Veja mais no vídeo abaixo (em inglês):
História recente da cannabis na Índia
Quando os ingleses chegaram à Índia, o uso da cannabis era tão difundido que encomendaram um estudo em larga escala conhecido como Indian Hemp Drugs Commission Report de 1894.
O objetivo do relatório era examinar o cultivo da planta de cannabis, a preparação de derivados, o comércio desses derivados, o impacto social e moral de seu consumo e possível proibição.
Mais de 1.100 entrevistas padronizadas foram realizadas em toda a Índia por especialistas médicos. A comissão foi sistemática e minuciosa e amostrou um grupo grande e diversificado de pessoas em uma variedade de situações.
Desde então, as vendas de bhang são autorizadas pelo governo somente com a emissão de uma licença adequada. Particularmente popular no norte da Índia, bhang em forma sólida, bhang lassis e bebidas thandai ou sardai são encontradas mais facilmente no mercado paralelo durante os festivais.
Os textos antigos dão detalhes de vários procedimentos para a purificação ou desintoxicação da cannabis.

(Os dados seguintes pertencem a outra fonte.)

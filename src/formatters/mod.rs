// ABOUTME: Output format abstraction for serializing data to multiple formats
// ABOUTME: Supports JSON (default) and TOON (token-efficient for LLMs)
//
// SPDX-License-Identifier: MIT OR Apache-2.0
// Copyright (c) 2025 Pierre Fitness Intelligence

//! Output Format Abstraction Layer
//!
//! This module provides pluggable serialization formats for API responses.
//! The primary motivation is supporting TOON (Token-Oriented Object Notation)
//! which achieves ~40% token reduction compared to JSON, making it ideal for
//! LLM consumption of large datasets like a year's worth of fitness activities.
//!
//! ## Supported Formats
//!
//! - **JSON**: Default format, universal compatibility
//! - **TOON**: Token-efficient format optimized for LLM input
//!
//! ## Usage
//!
//! ```rust,ignore
//! use pierre_mcp_server::formatters::{OutputFormat, format_output};
//!
//! let activities = vec![/* ... */];
//! let format = OutputFormat::Toon;
//! let output = format_output(&activities, format)?;
//! ```

use serde::Serialize;
use std::fmt;

/// Output serialization format selector
#[derive(Debug, Clone, Copy, PartialEq, Eq, Default)]
pub enum OutputFormat {
    /// JSON format (default) - universal compatibility
    #[default]
    Json,
    /// TOON format - Token-Oriented Object Notation for LLM efficiency
    /// Achieves ~40% token reduction compared to JSON
    Toon,
}

impl OutputFormat {
    /// Parse format from string parameter (case-insensitive)
    /// Returns `Json` for unrecognized values (backwards compatible)
    #[must_use]
    pub fn from_str_param(s: &str) -> Self {
        match s.to_lowercase().as_str() {
            "toon" => Self::Toon,
            _ => Self::Json,
        }
    }

    /// Get the MIME content type for this format
    #[must_use]
    pub const fn content_type(&self) -> &'static str {
        match self {
            Self::Json => "application/json",
            // TOON doesn't have an official MIME type yet, use vendor prefix
            Self::Toon => "application/vnd.toon",
        }
    }

    /// Get the format name as a string
    #[must_use]
    pub const fn as_str(&self) -> &'static str {
        match self {
            Self::Json => "json",
            Self::Toon => "toon",
        }
    }
}

impl fmt::Display for OutputFormat {
    fn fmt(&self, f: &mut fmt::Formatter<'_>) -> fmt::Result {
        write!(f, "{}", self.as_str())
    }
}

/// Formatted output containing the serialized data and metadata
#[derive(Debug, Clone)]
pub struct FormattedOutput {
    /// The serialized data as a string
    pub data: String,
    /// The format used for serialization
    pub format: OutputFormat,
    /// The MIME content type
    pub content_type: &'static str,
}

/// Error type for formatting operations
#[derive(Debug, Clone)]
pub struct FormatError {
    /// Error message describing what went wrong
    pub message: String,
    /// The format that was being used when the error occurred
    pub format: OutputFormat,
}

impl fmt::Display for FormatError {
    fn fmt(&self, f: &mut fmt::Formatter<'_>) -> fmt::Result {
        write!(f, "Format error ({}): {}", self.format, self.message)
    }
}

impl std::error::Error for FormatError {}

/// Format serializable data to the specified output format
///
/// # Arguments
/// * `data` - Any serializable data structure
/// * `format` - The desired output format
///
/// # Returns
/// * `Ok(FormattedOutput)` - Successfully formatted data with metadata
/// * `Err(FormatError)` - Serialization failed
///
/// # Errors
/// Returns `FormatError` if:
/// - JSON serialization fails (for JSON format)
/// - Converting to JSON value fails (for TOON format)
/// - TOON encoding fails (for TOON format)
///
/// # Example
/// ```rust,no_run
/// use pierre_mcp_server::formatters::{format_output, OutputFormat};
///
/// let activities = vec!["activity1", "activity2"];
/// if let Ok(output) = format_output(&activities, OutputFormat::Toon) {
///     println!("Formatted as {}: {}", output.format, output.data);
/// }
/// ```
pub fn format_output<T: Serialize>(
    data: &T,
    format: OutputFormat,
) -> Result<FormattedOutput, FormatError> {
    let data = match format {
        OutputFormat::Json => serde_json::to_string(data).map_err(|e| FormatError {
            message: e.to_string(),
            format,
        })?,
        OutputFormat::Toon => {
            // Convert to serde_json::Value first, then to TOON
            let value = serde_json::to_value(data).map_err(|e| FormatError {
                message: format!("Failed to convert to JSON value: {e}"),
                format,
            })?;
            let options = toon_format::EncodeOptions::default();
            toon_format::encode(&value, &options).map_err(|e| FormatError {
                message: e.to_string(),
                format,
            })?
        }
    };

    Ok(FormattedOutput {
        data,
        format,
        content_type: format.content_type(),
    })
}

/// Format serializable data to pretty-printed output (for debugging/display)
///
/// # Arguments
/// * `data` - Any serializable data structure
/// * `format` - The desired output format
///
/// # Returns
/// * `Ok(FormattedOutput)` - Successfully formatted data with metadata
/// * `Err(FormatError)` - Serialization failed
///
/// # Errors
/// Returns `FormatError` if:
/// - JSON serialization fails (for JSON format)
/// - Converting to JSON value fails (for TOON format)
/// - TOON encoding fails (for TOON format)
pub fn format_output_pretty<T: Serialize>(
    data: &T,
    format: OutputFormat,
) -> Result<FormattedOutput, FormatError> {
    let data = match format {
        OutputFormat::Json => serde_json::to_string_pretty(data).map_err(|e| FormatError {
            message: e.to_string(),
            format,
        })?,
        OutputFormat::Toon => {
            // TOON is already human-readable, use standard formatting
            let value = serde_json::to_value(data).map_err(|e| FormatError {
                message: format!("Failed to convert to JSON value: {e}"),
                format,
            })?;
            let options = toon_format::EncodeOptions::default();
            toon_format::encode(&value, &options).map_err(|e| FormatError {
                message: e.to_string(),
                format,
            })?
        }
    };

    Ok(FormattedOutput {
        data,
        format,
        content_type: format.content_type(),
    })
}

Esses textos também listam os efeitos adversos do uso da planta não purificada.
Diferentemente do uso recreativo, para a medicina a cannabis é quase sempre consumida por via oral e não fumada.

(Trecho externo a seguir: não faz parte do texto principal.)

impl StravaProvider {
    /// Create a new Strava provider with default configuration
    #[must_use]
    pub fn new() -> Self {
        let config = ProviderConfig {
            name: oauth_providers::STRAVA.to_string(),
            auth_url: "https://www.strava.com/oauth/authorize".to_string(),
            token_url: "https://www.strava.com/oauth/token".to_string(),
            api_base_url: "https://www.strava.com/api/v3".to_string(),
            revoke_url: Some("https://www.strava.com/oauth/deauthorize".to_string()),
            default_scopes: vec!["read".to_string(), "activity:read_all".to_string()],
        };

        Self {
            config,
            credentials: None,
            client: Client::new(),
        }
    }

    /// Create provider with custom configuration
    #[must_use]
    pub fn with_config(config: ProviderConfig) -> Self {
        Self {
            config,
            credentials: None,
            client: Client::new(),
        }
    }

    /// Make authenticated API request
    async fn api_request<T>(&self, endpoint: &str) -> Result<T>
    where
        T: for<'de> Deserialize<'de>,
    {
        let credentials = self
            .credentials
            .as_ref()
            .context("No credentials available for Strava API request")?;

        let access_token = credentials
            .access_token
            .as_ref()
            .context("No access token available")?;

        let url = format!(
            "{}/{}",
            self.config.api_base_url,
            endpoint.trim_start_matches('/')
        );

        let response = self
            .client
            .get(&url)
            .header("Authorization", format!("Bearer {access_token}"))
            .send()
            .await
            .context("Failed to send request to Strava API")?;

        if !response.status().is_success() {
            let status = response.status();
            let text = response.text().await.unwrap_or_default();
            return Err(anyhow::anyhow!(
                "Strava API request failed with status {}: {}",
                status,
                text
            ));
        }

        response
            .json()
            .await
            .context("Failed to parse Strava API response")
    }

    /// Convert Strava activity type to our `SportType` enum
    fn parse_sport_type(strava_type: &str) -> SportType {
        match strava_type.to_lowercase().as_str() {
            "run" => SportType::Run,
            "ride" => SportType::Ride,
            "swim" => SportType::Swim,
            "walk" => SportType::Walk,
            "hike" => SportType::Hike,
            "workout" => SportType::Workout,
            "yoga" => SportType::Yoga,
            "weighttraining" => SportType::StrengthTraining,
            _ => SportType::Other(strava_type.to_string()),
        }
    }
}

impl Default for StravaProvider {
    fn default() -> Self {
        Self::new()
    }
}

As partes da planta que são mais comumente usadas em preparações de cura são as folhas e os frutos (chamados bhaṅgā).
As flores não polinizadas (chamadas gāṅjā), a resina, as sementes e as raízes também são usadas em algumas preparações (embora as raízes sejam consideradas especialmente tóxicas).
Qualquer parte que seja usada, a ayurveda sempre recomenda algum método de purificação para esta erva. Um procedimento envolve ferver a planta na decocção de Babbula (Acacia arabica).

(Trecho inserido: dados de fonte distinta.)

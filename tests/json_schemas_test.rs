// ABOUTME: Integration tests for JSON schema type safety and deserialization
// ABOUTME: Validates that typed parameter structs correctly parse JSON input
//
// SPDX-License-Identifier: MIT OR Apache-2.0
// Copyright (c) 2025 Pierre Fitness Intelligence

//! Integration tests for JSON schema types.
//!
//! This module validates that typed parameter structs correctly deserialize
//! JSON input with proper type safety and validation.

use pierre_mcp_server::types::json_schemas::{
    A2ATaskCreateParams, ConfigValueInput, UpdateConfigurationRequest,
};

#[test]
fn test_config_value_input_deserialization() -> Result<(), Box<dyn std::error::Error>> {
    // Test float (use a value that's not a mathematical constant)
    let json = serde_json::json!(5.25);
    let value: ConfigValueInput = serde_json::from_value(json)?;
    assert!(
        matches!(value, ConfigValueInput::Float(f) if (f - 5.25).abs() < f64::EPSILON),
        "Expected Float(5.25), got {value:?}"
    );

    // Test integer - Note: JSON numbers without decimals might be parsed as Float or Integer
    // depending on serde_json's behavior. We accept either as long as conversion works.
    let json = serde_json::json!(42);
    let value: ConfigValueInput = serde_json::from_value(json)?;
    // Accept either Float(42.0) or Integer(42) - both convert correctly
    match value {
        ConfigValueInput::Float(f) => {
            assert!((f - 42.0).abs() < f64::EPSILON, "Expected 42.0, got {f}");
        }
        ConfigValueInput::Integer(i) => {
            assert_eq!(i, 42, "Expected 42, got {i}");
        }
        ConfigValueInput::Boolean(_) | ConfigValueInput::String(_) => {
            return Err(format!("Expected numeric value, got {value:?}").into());
        }
    }

    // Test boolean
    let json = serde_json::json!(true);
    let value: ConfigValueInput = serde_json::from_value(json)?;
    assert!(
        matches!(value, ConfigValueInput::Boolean(true)),
        "Expected Boolean(true), got {value:?}"
    );

    // Test string
    let json = serde_json::json!("test");
    let value: ConfigValueInput = serde_json::from_value(json)?;
    assert!(
        matches!(value, ConfigValueInput::String(ref s) if s == "test"),
        "Expected String(\"test\"), got {value:?}"
    );

    Ok(())
}

#[test]
fn test_update_configuration_request_parsing() -> Result<(), Box<dyn std::error::Error>> {
    let json = serde_json::json!({
        "profile": "endurance",
        "parameter_overrides": {
            "threshold_heart_rate": 165,
            "enable_auto_detection": true,
            "vo2_max": 55.5
        }
    });

    let request: UpdateConfigurationRequest = serde_json::from_value(json)?;

    assert_eq!(
        request.profile,
        Some("endurance".to_owned()),
        "Profile should be 'endurance'"
    );
    assert_eq!(
        request.parameter_overrides.len(),
        3,
        "Should have 3 parameter overrides"
    );

    Ok(())
}

#[test]
fn test_a2a_task_create_params_with_alias() -> Result<(), Box<dyn std::error::Error>> {
    // Test with 'task_type' field
    let json1 = serde_json::json!({
        "client_id": "test-client",
        "task_type": "analysis"
    });

    let params1: A2ATaskCreateParams = serde_json::from_value(json1)?;
    assert_eq!(
        params1.task_type, "analysis",
        "task_type should be 'analysis'"
    );

    // Test with 'type' alias
    let json2 = serde_json::json!({
        "client_id": "test-client",
        "type": "analysis"
    });

    let params2: A2ATaskCreateParams = serde_json::from_value(json2)?;
    assert_eq!(
        params2.task_type, "analysis",
        "task_type should be 'analysis' when using 'type' alias"
    );

    Ok(())
}

#[test]
fn test_deny_unknown_fields() {
    let json = serde_json::json!({
        "profile": "endurance",
        "unknown_field": "should_fail"
    });

    let result: Result<UpdateConfigurationRequest, _> = serde_json::from_value(json);

    assert!(
        result.is_err(),
        "Should fail to deserialize with unknown field"
    );
}

#[test]
fn test_config_value_conversion_to_internal() {
    use pierre_mcp_server::config::runtime::ConfigValue;

    // Test Float conversion
    let input = ConfigValueInput::Float(5.25);
    let config_val = input.to_config_value();
    assert!(
        matches!(config_val, ConfigValue::Float(f) if (f - 5.25).abs() < f64::EPSILON),
        "Float conversion failed"
    );

    // Test Integer conversion
    let input = ConfigValueInput::Integer(42);
    let config_val = input.to_config_value();
    assert!(
        matches!(config_val, ConfigValue::Integer(42)),
        "Integer conversion failed"
    );

    // Test Boolean conversion
    let input = ConfigValueInput::Boolean(true);
    let config_val = input.to_config_value();
    assert!(
        matches!(config_val, ConfigValue::Boolean(true)),
        "Boolean conversion failed"
    );

    // Test String conversion
    let input = ConfigValueInput::String("test".to_owned());
    let config_val = input.to_config_value();
    assert!(
        matches!(config_val, ConfigValue::String(ref s) if s == "test"),
        "String conversion failed"
    );
}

Outros métodos envolvem misturá-la com leite de várias maneiras. O procedimento mais simples para a purificação da cannabis envolve a imersão da erva em água pura por 24 horas.
Em seguida as ervas são espremidas para extrair o líquido restante e depois secas.
Por fim é frita em ghee de vaca em fogo médio antes de ser armazenado para uso em medicamentos. Acredita-se que este processo ajuda a reduzir os efeitos psicoativos da cannabis e remove suas características tóxicas.
Na ayurveda, apenas a cannabis processada dessa maneira é considerada segura para uso na cura.
Se for capaz de compreender hindi, assista ao vídeo abaixo para saber mais sobre os usos.
Nos textos médicos tradicionais indianos, a cannabis foi mencionada pela primeira vez há alguns milhares de anos no Atharva veda, enquanto os textos tradicionais ayurvédicos não mencionam esta planta até a Idade Média. Os nomes ayurvédicos da cannabis são “vijaya” – ‘aquele que conquista’ e “siddhi” – ‘poder sutil’, ‘realização’.
A cannabis tem uma reputação de longa data na Índia por suas implicações religiosas e espirituais, particularmente no hinduísmo. Acredita-se que o deus hindu da transformação, Shiva, tenha usado o bhang para se concentrar e aproveitar seus poderes divinos, e a cannabis foi considerada uma das cinco plantas mais sagradas da Terra no texto sagrado hindu Atharvaveda.
Temos um post sobre Shiva maconheiro que você pode ler clicando aqui.
Em certos rituais védicos, caules de cannabis eram queimados no fogo (yagna) para superar inimigos e forças do mal, pois os Vedas se referem à cannabis como uma “fonte de felicidade”, um “doador de alegria” e um “libertador”.
Nesse sentido não há nenhum estigma nas províncias onde a cannabis faz parte da vida cotidiana desde o início da cultura hindu. Beber bhang diariamente faz parte do tecido social e é um princípio de muitos rituais religiosos e o consumo de bhang é considerado uma forma de cultuar Shiva.
Os potentes efeitos medicinais da cannabis que agora estão sendo comprovados pela ciência moderna são praticados há milênios na medicina ayurvédica, definitivamente.
No Brasil, embora haja iniciativas muito importantes, em especial na área medicinal que visam ampliar o acesso a cannabis, ela segue criminalizada.